United States Bankruptcy Court, E.D. Texas, Sherman Division.
Apr 23, 1999
233 B.R. 705 (Bankr. E.D. Tex. 1999)

Opinion


233 B.R. 705 (Bkrtcy.E.D.Tex. 1999) In re David J. and Carolyn J. SACCO, Debtors. No. 96-43013. United States Bankruptcy Court, E.D. Texas, Sherman Division. April 23, 1999

        Richard Pelley, Sherman, TX, for debtor.

        Andrew C. Olivo, Niermann & Olivo, Dallas, TX, for Sears.

        OPINION

        DONALD R. SHARP, Chief Judge.

        This contested proceeding began as a motion by Sears, Roebuck & Company entitled "Motion to Compel Compliance with 11 U.S.C. § 521(2) or Alternatively to Dismiss Case." All parties agree that Sears held a perfected purchase money security interest in miscellaneous consumer goods described in Debtors' schedules and in the referenced Motion. In the Motion, Sears alleged that Debtors had failed to disclose material facts in their bankruptcy schedules and failed to file a statement of intention required by 11 U.S.C.§ 521(2)(A) specifying whether the consumer goods would be returned, the debt would be reaffirmed or the property would be redeemed. Also pertinent to this case, Sears alleged that Debtors had violated 11 U.S.C. § 521(2)(B) by failing to perform their intention as to the consumer goods within 45 days of the filing due date . Sears asked that, if a hearing was necessary, that Debtor be ordered to comply within ten (10) days in default of which they ask that the case be dismissed with prejudice to refiling.

The actual requirement is that the election be made within 30 days and the intention be carried out in another 45 days for a total of 75 days from the filing date.

        Debtor responded to the above Motion with a general denial and counterclaim for attorney fees in the amount of $750.00 for a bad faith filing and ask that the matter be set for trial. Pursuant to the customary practices of this Court, the matter was set for trial and at the hearing, Debtors' attorney introduced certified copies of the schedules complained of, the statement of intention required under 11 U.S.C. § 521, a motion to redeem property that had been filed and an order of the Court granting Debtors the right to redeem the consumer goods on which Sears held a security interest for the value of $1,000.00. Upon seeing this evidence, counsel for Sears withdrew the Motion in open court. Debtors' counsel proceeded on his counter-claim for attorney fees and presented evidence as to the time and effort expended in responding to the Motion filed by Sears. The question of the granting of attorney fees on the counterclaim was taken under advisement at the conclusion of the trial, and this opinion constitutes the Court's findings of fact and conclusions of law required by Federal Rule of Bankruptcy Procedure 7052 and disposes of all issues before the Court.

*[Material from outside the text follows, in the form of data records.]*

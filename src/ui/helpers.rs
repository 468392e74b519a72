//! Layout and text measuring helpers shared by the renderers.

use ratatui::prelude::{Position, Rect};
use unicode_width::UnicodeWidthStr;

/// What: Rectangle of at most `width` x `height` centered in `area`.
///
/// Inputs:
/// - `width`, `height`: Desired size; clamped to `area`.
/// - `area`: Containing rectangle.
///
/// Output:
/// - The centered rectangle.
#[must_use]
pub fn centered_rect(width: u16, height: u16, area: Rect) -> Rect {
    let w = width.min(area.width);
    let h = height.min(area.height);
    Rect {
        x: area.x + (area.width - w) / 2,
        y: area.y + (area.height - h) / 2,
        width: w,
        height: h,
    }
}

/// Display width of `s` in terminal cells, saturating at `u16::MAX`.
#[must_use]
pub fn display_width(s: &str) -> u16 {
    u16::try_from(s.width()).unwrap_or(u16::MAX)
}

/// What: Number of leading lines to skip so the last line of `text` stays visible.
///
/// Inputs:
/// - `text`: Multi-line buffer.
/// - `visible`: Number of rows available.
///
/// Output:
/// - Scroll offset for `Paragraph::scroll`.
#[must_use]
pub fn tail_scroll(text: &str, visible: u16) -> u16 {
    let lines = u16::try_from(text.split('\n').count()).unwrap_or(u16::MAX);
    lines.saturating_sub(visible)
}

/// What: Terminal cursor position at the end of `text` rendered inside `inner`.
///
/// Inputs:
/// - `text`: Buffer being edited (may span lines).
/// - `inner`: Inner rectangle of the input box.
/// - `scroll`: Rows scrolled off the top.
///
/// Output:
/// - Position clamped to `inner`.
#[must_use]
pub fn end_cursor(text: &str, inner: Rect, scroll: u16) -> Position {
    let mut rows = text.split('\n');
    let last = rows.next_back().unwrap_or_default();
    let row = u16::try_from(text.matches('\n').count())
        .unwrap_or(u16::MAX)
        .saturating_sub(scroll);
    let max_x = inner.width.saturating_sub(1);
    let max_y = inner.height.saturating_sub(1);
    Position {
        x: inner.x + display_width(last).min(max_x),
        y: inner.y + row.min(max_y),
    }
}

#[cfg(test)]
mod tests {
    use super::*;

    #[test]
    /// What: Centering clamps to the containing area.
    fn centered_rect_clamps() {
        let area = Rect::new(0, 0, 40, 10);
        assert_eq!(centered_rect(20, 4, area), Rect::new(10, 3, 20, 4));
        assert_eq!(centered_rect(100, 100, area), area);
    }

    #[test]
    /// What: The cursor follows the last line of a multi-line buffer.
    ///
    /// Inputs:
    /// - `"ab\ncde"` in a 10x3 box at (1,1), no scroll
    ///
    /// Output:
    /// - Cursor at column 1+3, row 1+1
    fn end_cursor_tracks_last_line() {
        let inner = Rect::new(1, 1, 10, 3);
        assert_eq!(end_cursor("ab\ncde", inner, 0), Position { x: 4, y: 2 });
        assert_eq!(end_cursor("", inner, 0), Position { x: 1, y: 1 });
        assert_eq!(tail_scroll("a\nb\nc\nd", 3), 1);
        assert_eq!(end_cursor("a\nb\nc\nd", inner, 1), Position { x: 2, y: 3 });
    }
}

        Factual and Procedural Background

        To properly understand this controversy, one must look at the history of this bankruptcy proceeding from its inception. The Debtors filed their voluntary petition for relief under Chapter 7 of the Bankruptcy Code on November 1, 1996. Included with the petition, were all of the required schedules including the statement of intention required by 11 U.S.C. § 521. The record reveals that proper notice of the proceeding was served on Sears, Roebuck and Company and, no complaint as to service has been made by Sears. Following the filing of this bankruptcy proceeding, the customary actions were taken in that a trustee was appointed, a first meeting of creditors was scheduled and the matter proceeded with customary administration. The trustee determined that there would be no distribution since there were no non-exempt assets to liquidate and filed such a report in late December.

        On January 13, 1997, exactly 74 days after filing, Debtors filed a Motion to Redeem the consumer goods at issue in this case for their alleged value of $1,000.00. This Motion was properly served on Sears and was placed in suspense in accordance with the usual practice of this Court to await a reply. No reply was filed by Sears within the 20 day period allowed for responses and in due course, on February 10, 1997, 28 days later the order was routinely granted. Debtors then submitted the $1,000.00 to Sears.

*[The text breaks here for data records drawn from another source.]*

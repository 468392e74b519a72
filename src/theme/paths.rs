use std::env;
use std::path::{Path, PathBuf};

/// Directory name used under the config base.
const APP_DIR: &str = "fieldwright";

/// Determine the configuration file path for fieldwright's SETTINGS, if one exists.
/// Checks `$HOME/.config/fieldwright/settings.conf` first, then `$XDG_CONFIG_HOME`.
pub(crate) fn resolve_settings_config_path() -> Option<PathBuf> {
    let home = env::var("HOME").ok();
    let xdg_config = env::var("XDG_CONFIG_HOME").ok();
    let mut candidates: Vec<PathBuf> = Vec::new();
    if let Some(h) = home.as_deref() {
        candidates.push(Path::new(h).join(".config").join(APP_DIR).join("settings.conf"));
    }
    if let Some(xdg) = xdg_config.as_deref() {
        candidates.push(Path::new(xdg).join(APP_DIR).join("settings.conf"));
    }
    candidates.into_iter().find(|p| p.is_file())
}

/// Resolve an XDG base directory from environment or default to `$HOME` + segments.
///
/// Inputs:
/// - `var`: Environment variable to check (e.g., `XDG_CONFIG_HOME`).
/// - `home_default`: Fallback path segments relative to `$HOME` if `var` is unset/empty.
///
/// Output: Resolved base directory path.
fn xdg_base_dir(var: &str, home_default: &[&str]) -> PathBuf {
    if let Ok(p) = env::var(var)
        && !p.trim().is_empty()
    {
        return PathBuf::from(p);
    }
    let home = env::var("HOME").unwrap_or_else(|_| ".".to_string());
    let mut base = PathBuf::from(home);
    for seg in home_default {
        base = base.join(seg);
    }
    base
}

/// Return `$HOME/.config/fieldwright`, ensuring it exists.
///
/// Output: `Some(PathBuf)` when HOME is set and directory can be created; `None` otherwise.
fn home_config_dir() -> Option<PathBuf> {
    if let Ok(home) = env::var("HOME") {
        let dir = Path::new(&home).join(".config").join(APP_DIR);
        if std::fs::create_dir_all(&dir).is_ok() {
            return Some(dir);
        }
    }
    None
}

/// XDG config directory for fieldwright (ensured to exist)
#[must_use]
pub fn config_dir() -> PathBuf {
    if let Some(dir) = home_config_dir() {
        return dir;
    }
    let base = xdg_base_dir("XDG_CONFIG_HOME", &[".config"]);
    let dir = base.join(APP_DIR);
    let _ = std::fs::create_dir_all(&dir);
    dir
}

/// Logs directory under config: "$HOME/.config/fieldwright/logs" (ensured to exist)
#[must_use]
pub fn logs_dir() -> PathBuf {
    let dir = config_dir().join("logs");
    let _ = std::fs::create_dir_all(&dir);
    dir
}

/// Location of the autosaved form draft.
#[must_use]
pub fn draft_path() -> PathBuf {
    config_dir().join("draft.json")
}

/// Settings file location used when seeding a fresh config.
#[must_use]
pub(crate) fn default_settings_path() -> PathBuf {
    resolve_settings_config_path().unwrap_or_else(|| config_dir().join("settings.conf"))
}
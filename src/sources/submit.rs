//! HTTP submission of the field configuration.

use std::time::Duration;

use crate::logic::FieldConfig;

/// A submit the event loop hands to the background worker.
#[derive(Clone, Debug)]
pub struct SubmitRequest {
    /// Payload to post.
    pub config: FieldConfig,
    /// Target URL.
    pub endpoint: String,
    /// When `true`, log the payload and report success without sending.
    pub dry_run: bool,
    /// Per-request timeout.
    pub timeout: Duration,
}

/// Result of a submit as reported back to the event loop.
pub type SubmitOutcome = Result<SubmitReceipt, String>;

/// What a successful submit reports back.
#[derive(Clone, Debug, PartialEq, Eq)]
pub struct SubmitReceipt {
    /// HTTP status code; `None` for a dry run.
    pub status: Option<u16>,
    /// Endpoint the payload went to.
    pub endpoint: String,
}

/// What: Build the HTTP client used for submissions.
///
/// Output:
/// - A `reqwest::Client`, or an error message if the TLS backend cannot start.
pub fn build_client() -> Result<reqwest::Client, String> {
    reqwest::Client::builder()
        .user_agent(concat!("fieldwright/", env!("CARGO_PKG_VERSION")))
        .build()
        .map_err(|e| format!("Failed to create HTTP client: {e}"))
}

/// What: POST a field configuration as JSON.
///
/// Inputs:
/// - `client`: Reqwest HTTP client.
/// - `endpoint`: Target URL.
/// - `config`: Payload to serialize.
/// - `timeout`: Per-request timeout.
///
/// Output:
/// - The response status on 2xx, or an error message on network failure or
///   non-success status.
///
/// Details:
/// - The body is the bare `FieldConfig` object; it is not wrapped under a
///   `"json"` key.
pub async fn post_field_config(
    client: &reqwest::Client,
    endpoint: &str,
    config: &FieldConfig,
    timeout: Duration,
) -> Result<reqwest::StatusCode, String> {
    tracing::debug!(endpoint = %endpoint, choices = config.choices.len(), "[Submit] Posting field configuration");
    let response = client
        .post(endpoint)
        .timeout(timeout)
        .json(config)
        .send()
        .await
        .map_err(|e| format!("Network error: {e}"))?;

    let status = response.status();
    if !status.is_success() {
        return Err(format!("Submit failed with status: {status}"));
    }
    Ok(status)
}

/// What: Carry out one submit request.
///
/// Inputs:
/// - `client`: Reqwest HTTP client.
/// - `req`: The request to carry out.
///
/// Output:
/// - A [`SubmitOutcome`] for the event loop.
///
/// Details:
/// - Dry runs log the serialized payload at `info` and never touch the network.
pub async fn submit(client: &reqwest::Client, req: SubmitRequest) -> SubmitOutcome {
    if req.dry_run {
        let body = serde_json::to_string(&req.config)
            .map_err(|e| format!("Failed to serialize payload: {e}"))?;
        tracing::info!(endpoint = %req.endpoint, payload = %body, "[Submit] Dry run: payload not sent");
        return Ok(SubmitReceipt {
            status: None,
            endpoint: req.endpoint,
        });
    }
    match post_field_config(client, &req.endpoint, &req.config, req.timeout).await {
        Ok(status) => {
            tracing::info!(endpoint = %req.endpoint, status = %status, "[Submit] Field configuration saved");
            Ok(SubmitReceipt {
                status: Some(status.as_u16()),
                endpoint: req.endpoint,
            })
        }
        Err(msg) => {
            tracing::warn!(endpoint = %req.endpoint, error = %msg, "[Submit] Submission failed");
            Err(msg)
        }
    }
}

#[cfg(test)]
mod tests {
    use super::*;

    /// What: Minimal payload for submit tests.
    fn config() -> FieldConfig {
        FieldConfig {
            label: "Colors".to_string(),
            required: false,
            choices: vec!["Red".to_string()],
            display_alpha: false,
            default: "Red".to_string(),
        }
    }

    #[tokio::test]
    /// What: A dry run succeeds without any network access.
    ///
    /// Inputs:
    /// - Dry-run request to an unroutable endpoint
    ///
    /// Output:
    /// - `Ok` receipt with no status
    async fn dry_run_never_sends() {
        let client = build_client().expect("client");
        let req = SubmitRequest {
            config: config(),
            endpoint: "http://invalid.invalid/never".to_string(),
            dry_run: true,
            timeout: Duration::from_millis(10),
        };
        let receipt = submit(&client, req).await.expect("dry run succeeds");
        assert_eq!(receipt.status, None);
        assert_eq!(receipt.endpoint, "http://invalid.invalid/never");
    }
}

        On February 11, 1997, Sears counsel, Andrew Olivo, filed the Motion Sub Judice as well as a Notice of Representation and Appearance with a demand that all future correspondence be directed to him or his law firm. He also filed a Motion to extend the bar date for filing adversary proceedings objecting to dischargeability at the same time.

        The Motion to Compel was placed in suspense in accordance with the usual practices of this Court and within the requisite time Debtors' attorney filed his general denial and the matter was set for trial.

        Discussion

        The sole issue in this case is whether Debtors' attorney, Richard Pelley, is entitled to $750.00 as attorney fees for responding to the Motion of Sears. Mr. Pelley explained in Court that he would not withdraw his request for attorney fees because this was the third action of this nature he was required to defend and he believed that he was entitled to attorney fees for responding to what he termed bad faith actions on the part of Sears. It was obvious that a dispute had continued for some time between Mr. Pelley, Sears and Sears counsel. Mr. Pelley's evidence was clear that the time and effort that he spent to gather the information to properly respond to the Motion filed by Sears and the necessity to appear in Court and defend the Motion required effort justifying $750.00 in attorney fees.

        Sears argued that this was simply a case of miscommunication and that if Mr. Pelley had properly communicated with Sears' counsel to keep them apprised of what was going on in the case, he would not be before the Court since all of the matters complained of in his Motion had been taken care of. Sears' counsel asserted that if he had seen the documents placed into evidence prior to the hearing, he would have dismissed the Motion at that time.

        The problem with the position of Sears counsel is that Debtors' counsel had done everything required of him under the Bankruptcy Code. He had filed the proper proceedings, had served them on Sears and they were all a matter of public record in the bankruptcy court. At the time that counsel filed his notice of representation, all of the documents that he claimed were missing had been a matter of public record for adequate time for him to have discovered them. The statement of intention was filed on November 1 and had been on file 102 days when Sears' Motion to Compel the filing of the document was filed. The Motion to Redeem property was filed on January 13 and had been on file 28 days and had already been granted at the time the Motion complaining that Debtor failed to accomplish his intention within the appropriate time period. Mr. Pelley correctly pointed out that he had no obligation to serve any documents on Sears' counsel until after February 11 when the notice of representation was placed of record. At that point, all of the documents at issue had already been properly served on Sears as required by the Bankruptcy Code.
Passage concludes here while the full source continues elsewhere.